Over the years, the electric car has gained ground by leaps and bounds. Firstly, because European institutions have been pushing for this type of mobility for years, and major manufacturers have consequently made huge investments that now need to be recouped.
What’s more, filling up with hydrogen isn’t cheap. It’s already expensive to produce, especially green hydrogen. But transport is also very sensitive, which is why various alternatives are being studied to reduce distribution costs. In any case, in Germany, where we were able to fill up a Stellantis van with hydrogen, the cost was the same as a full tank of diesel.

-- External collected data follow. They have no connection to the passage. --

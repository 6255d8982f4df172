use redis::aio::ConnectionManager;
use redis::RedisResult;

/// Creates a single `ConnectionManager` that auto-reconnects on failure.
///
/// `ConnectionManager` is cheaply cloneable; every clone shares the same
/// underlying multiplexed TCP connection, so the redirect store and the
/// analytics sink each hold their own clone.
pub async fn connect(url: &str) -> RedisResult<ConnectionManager> {
    let client = redis::Client::open(url)?;
    let conn = ConnectionManager::new(client).await?;
    tracing::info!("connected to redis");
    Ok(conn)
}
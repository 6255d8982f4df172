//! Prometheus instruments, latency summaries and runtime samples.

pub mod exposition;
pub mod registry;
pub mod runtime;
pub mod summary;

pub use registry::{DurationLabels, InFlightGuard, MetricsRegistry};
pub use runtime::{median_bucket, RuntimeSampler, TokioRuntimeSampler};
pub use summary::{LatencySummary, PercentileSet};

As for its use, for the moment it has come onto the market in gaseous form. With a fuel cell system, hydrogen-powered vehicles use electrolysis to produce electricity, which is fed into a battery and used by an electric motor. Only the resulting water vapour escapes through the tailpipe, and the vehicle behaves like an electric vehicle, with the advantage that recharging is much quicker.
But in addition to this type of use, popularized by the Toyota Mirai, some engine manufacturers (like the Japanese company itself) are studying the possibility of burning hydrogen with combustion engines. The operation is more inefficient, but retains much of the gasoline of combustion engines, with an engine feel and noise similar to that of gasoline.
This is exactly the aim of Europe’s first hydrogen engine. With an added trick: water injection.
Europe’s first hydrogen engine develops over 400 hp
The designers of this hydrogen engine are the engineers at AVL Racetech, experts in the development of racing technologies and suppliers to teams ranging from Formula 1 to NASCAR.
As announced on their own website, they have succeeded in developing a 2.0-liter turbocharged combustion engine that develops 410 hp at 6,500 rpm and delivers 500 Nm of torque between 3,000 and 4,000 rpm. This is typical of turbocharged gasoline engines of similar power, and until now has been higher than that of hydrogen engines.
To achieve these figures, hot water must be injected into the intake system. Using injectors, they spray water into the intake air manifold, which, they claim, ensures more even ignition of the hydrogen and avoids premature auto-ignition or detonations that could destroy the engine itself.
The system is not new. BMW, for example, has already worked with this system. In this case, the Germans sprayed water into the manifold to reduce the temperature of the air entering the combustion chamber and control premature auto-ignition caused by excessive temperature.